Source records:
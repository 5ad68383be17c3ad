/// Alert management
///
/// Alerts are raised by the scorer when a score crosses the notification
/// thresholds, by the enforcement engine when an action fires, and by
/// operators through the API. Each alert carries an SLA deadline derived
/// from its priority. Fan-out to subscriptions lives in
/// [`subscriptions`] and [`notifier`].
pub mod notifier;
pub mod subscriptions;

use crate::error::{EngineError, EngineResult};
use chrono::{DateTime, Duration, Utc};
use serde::{Deserialize, Serialize};
use sqlx::{Row, SqlitePool};
use uuid::Uuid;

#[derive(Debug, Clone, Copy, PartialEq, Eq, Serialize, Deserialize)]
#[serde(rename_all = "snake_case")]
pub enum AlertPriority {
    Low,
    Medium,
    High,
    Critical,
}

impl AlertPriority {
    pub fn as_str(&self) -> &'static str {
        match self {
            AlertPriority::Low => "low",
            AlertPriority::Medium => "medium",
            AlertPriority::High => "high",
            AlertPriority::Critical => "critical",
        }
    }

    pub fn from_str(s: &str) -> EngineResult<Self> {
        match s.to_lowercase().as_str() {
            "low" => Ok(AlertPriority::Low),
            "medium" => Ok(AlertPriority::Medium),
            "high" => Ok(AlertPriority::High),
            "critical" => Ok(AlertPriority::Critical),
            _ => Err(EngineError::Validation(format!(
                "Invalid alert priority: {}",
                s
            ))),
        }
    }

    /// Next priority up, or None at critical.
    pub fn next_level(&self) -> Option<AlertPriority> {
        match self {
            AlertPriority::Low => Some(AlertPriority::Medium),
            AlertPriority::Medium => Some(AlertPriority::High),
            AlertPriority::High => Some(AlertPriority::Critical),
            AlertPriority::Critical => None,
        }
    }
}

#[derive(Debug, Clone, Copy, PartialEq, Eq, Serialize, Deserialize)]
#[serde(rename_all = "snake_case")]
pub enum AlertStatus {
    Open,
    Acknowledged,
    Resolved,
}

impl AlertStatus {
    pub fn as_str(&self) -> &'static str {
        match self {
            AlertStatus::Open => "open",
            AlertStatus::Acknowledged => "acknowledged",
            AlertStatus::Resolved => "resolved",
        }
    }

    pub fn from_str(s: &str) -> EngineResult<Self> {
        match s.to_lowercase().as_str() {
            "open" => Ok(AlertStatus::Open),
            "acknowledged" => Ok(AlertStatus::Acknowledged),
            "resolved" => Ok(AlertStatus::Resolved),
            _ => Err(EngineError::Validation(format!(
                "Invalid alert status: {}",
                s
            ))),
        }
    }

    /// Resolved alerts are terminal; alerts never reopen.
    pub fn can_transition(&self, to: AlertStatus) -> bool {
        matches!(
            (self, to),
            (AlertStatus::Open, AlertStatus::Acknowledged)
                | (AlertStatus::Open, AlertStatus::Resolved)
                | (AlertStatus::Acknowledged, AlertStatus::Resolved)
        )
    }
}

/// Notification thresholds and SLA deadlines per priority.
#[derive(Debug, Clone, Serialize, Deserialize)]
pub struct AlertPolicy {
    /// Score at or above this raises a critical threshold alert.
    pub critical_score_threshold: f64,
    /// Score at or above this raises a high threshold alert.
    pub high_score_threshold: f64,
    /// Suppress a new threshold alert if an open one for the same user is
    /// younger than this.
    pub dedup_window_hours: i64,
    pub critical_sla_hours: i64,
    pub high_sla_hours: i64,
    pub medium_sla_hours: i64,
    pub low_sla_hours: i64,
}

impl Default for AlertPolicy {
    fn default() -> Self {
        Self {
            critical_score_threshold: 85.0,
            high_score_threshold: 70.0,
            dedup_window_hours: 24,
            critical_sla_hours: 1,
            high_sla_hours: 4,
            medium_sla_hours: 24,
            low_sla_hours: 72,
        }
    }
}

impl AlertPolicy {
    pub fn validate(&self) -> EngineResult<()> {
        if !(0.0..=100.0).contains(&self.critical_score_threshold)
            || !(0.0..=100.0).contains(&self.high_score_threshold)
        {
            return Err(EngineError::Config(
                "alert score thresholds must be within [0,100]".to_string(),
            ));
        }
        if self.critical_score_threshold <= self.high_score_threshold {
            return Err(EngineError::Config(
                "critical_score_threshold must exceed high_score_threshold".to_string(),
            ));
        }
        if self.dedup_window_hours < 0 {
            return Err(EngineError::Config(
                "dedup_window_hours must not be negative".to_string(),
            ));
        }
        let slas = [
            self.critical_sla_hours,
            self.high_sla_hours,
            self.medium_sla_hours,
            self.low_sla_hours,
        ];
        if slas.iter().any(|h| *h < 1) {
            return Err(EngineError::Config(
                "SLA hours must be at least 1".to_string(),
            ));
        }
        Ok(())
    }

    pub fn due_after(&self, priority: AlertPriority) -> Duration {
        let hours = match priority {
            AlertPriority::Critical => self.critical_sla_hours,
            AlertPriority::High => self.high_sla_hours,
            AlertPriority::Medium => self.medium_sla_hours,
            AlertPriority::Low => self.low_sla_hours,
        };
        Duration::hours(hours)
    }

    /// Priority for a score-driven alert, or None below the high threshold.
    pub fn threshold_priority(&self, score: f64) -> Option<AlertPriority> {
        if score >= self.critical_score_threshold {
            Some(AlertPriority::Critical)
        } else if score >= self.high_score_threshold {
            Some(AlertPriority::High)
        } else {
            None
        }
    }
}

Activity: Copy out the entries in full, exactly as they appear.

Answer section:
repository 5ad68383be17c3ad
/// Alert management
///
/// Alerts are raised by the scorer when a score crosses the notification
/// thresholds, by the enforcement engine when an action fires, and by
/// operators through the API. Each alert carries an SLA deadline derived
/// from its priority. Fan-out to subscriptions lives in
/// [`subscriptions`] and [`notifier`].
pub mod notifier;
pub mod subscriptions;

use crate::error::{EngineError, EngineResult};
use chrono::{DateTime, Duration, Utc};
use serde::{Deserialize, Serialize};
use sqlx::{Row, SqlitePool};
use uuid::Uuid;

#[derive(Debug, Clone, Copy, PartialEq, Eq, Serialize, Deserialize)]
#[serde(rename_all = "snake_case")]
pub enum AlertPriority {
    Low,
    Medium,
    High,
    Critical,
}

impl AlertPriority {
    pub fn as_str(&self) -> &'static str {
        match self {
            AlertPriority::Low => "low",
            AlertPriority::Medium => "medium",
            AlertPriority::High => "high",
            AlertPriority::Critical => "critical",
        }
    }

    pub fn from_str(s: &str) -> EngineResult<Self> {
        match s.to_lowercase().as_str() {
            "low" => Ok(AlertPriority::Low),
            "medium" => Ok(AlertPriority::Medium),
            "high" => Ok(AlertPriority::High),
            "critical" => Ok(AlertPriority::Critical),
            _ => Err(EngineError::Validation(format!(
                "Invalid alert priority: {}",
                s
            ))),
        }
    }

    /// Next priority up, or None at critical.
    pub fn next_level(&self) -> Option<AlertPriority> {
        match self {
            AlertPriority::Low => Some(AlertPriority::Medium),
            AlertPriority::Medium => Some(AlertPriority::High),
            AlertPriority::High => Some(AlertPriority::Critical),
            AlertPriority::Critical => None,
        }
    }
}

#[derive(Debug, Clone, Copy, PartialEq, Eq, Serialize, Deserialize)]
#[serde(rename_all = "snake_case")]
pub enum AlertStatus {
    Open,
    Acknowledged,
    Resolved,
}

impl AlertStatus {
    pub fn as_str(&self) -> &'static str {
        match self {
            AlertStatus::Open => "open",
            AlertStatus::Acknowledged => "acknowledged",
            AlertStatus::Resolved => "resolved",
        }
    }

    pub fn from_str(s: &str) -> EngineResult<Self> {
        match s.to_lowercase().as_str() {
            "open" => Ok(AlertStatus::Open),
            "acknowledged" => Ok(AlertStatus::Acknowledged),
            "resolved" => Ok(AlertStatus::Resolved),
            _ => Err(EngineError::Validation(format!(
                "Invalid alert status: {}",
                s
            ))),
        }
    }

    /// Resolved alerts are terminal; alerts never reopen.
    pub fn can_transition(&self, to: AlertStatus) -> bool {
        matches!(
            (self, to),
            (AlertStatus::Open, AlertStatus::Acknowledged)
                | (AlertStatus::Open, AlertStatus::Resolved)
                | (AlertStatus::Acknowledged, AlertStatus::Resolved)
        )
    }
}

/// Notification thresholds and SLA deadlines per priority.
#[derive(Debug, Clone, Serialize, Deserialize)]
pub struct AlertPolicy {
    /// Score at or above this raises a critical threshold alert.
    pub critical_score_threshold: f64,
    /// Score at or above this raises a high threshold alert.
    pub high_score_threshold: f64,
    /// Suppress a new threshold alert if an open one for the same user is
    /// younger than this.
    pub dedup_window_hours: i64,
    pub critical_sla_hours: i64,
    pub high_sla_hours: i64,
    pub medium_sla_hours: i64,
    pub low_sla_hours: i64,
}

impl Default for AlertPolicy {
    fn default() -> Self {
        Self {
            critical_score_threshold: 85.0,
            high_score_threshold: 70.0,
            dedup_window_hours: 24,
            critical_sla_hours: 1,
            high_sla_hours: 4,
            medium_sla_hours: 24,
            low_sla_hours: 72,
        }
    }
}

impl AlertPolicy {
    pub fn validate(&self) -> EngineResult<()> {
        if !(0.0..=100.0).contains(&self.critical_score_threshold)
            || !(0.0..=100.0).contains(&self.high_score_threshold)
        {
            return Err(EngineError::Config(
                "alert score thresholds must be within [0,100]".to_string(),
            ));
        }
        if self.critical_score_threshold <= self.high_score_threshold {
            return Err(EngineError::Config(
                "critical_score_threshold must exceed high_score_threshold".to_string(),
            ));
        }
        if self.dedup_window_hours < 0 {
            return Err(EngineError::Config(
                "dedup_window_hours must not be negative".to_string(),
            ));
        }
        let slas = [
            self.critical_sla_hours,
            self.high_sla_hours,
            self.medium_sla_hours,
            self.low_sla_hours,
        ];
        if slas.iter().any(|h| *h < 1) {
            return Err(EngineError::Config(
                "SLA hours must be at least 1".to_string(),
            ));
        }
        Ok(())
    }

    pub fn due_after(&self, priority: AlertPriority) -> Duration {
        let hours = match priority {
            AlertPriority::Critical => self.critical_sla_hours,
            AlertPriority::High => self.high_sla_hours,
            AlertPriority::Medium => self.medium_sla_hours,
            AlertPriority::Low => self.low_sla_hours,
        };
        Duration::hours(hours)
    }

    /// Priority for a score-driven alert, or None below the high threshold.
    pub fn threshold_priority(&self, score: f64) -> Option<AlertPriority> {
        if score >= self.critical_score_threshold {
            Some(AlertPriority::Critical)
        } else if score >= self.high_score_threshold {
            Some(AlertPriority::High)
        } else {
            None
        }
    }
}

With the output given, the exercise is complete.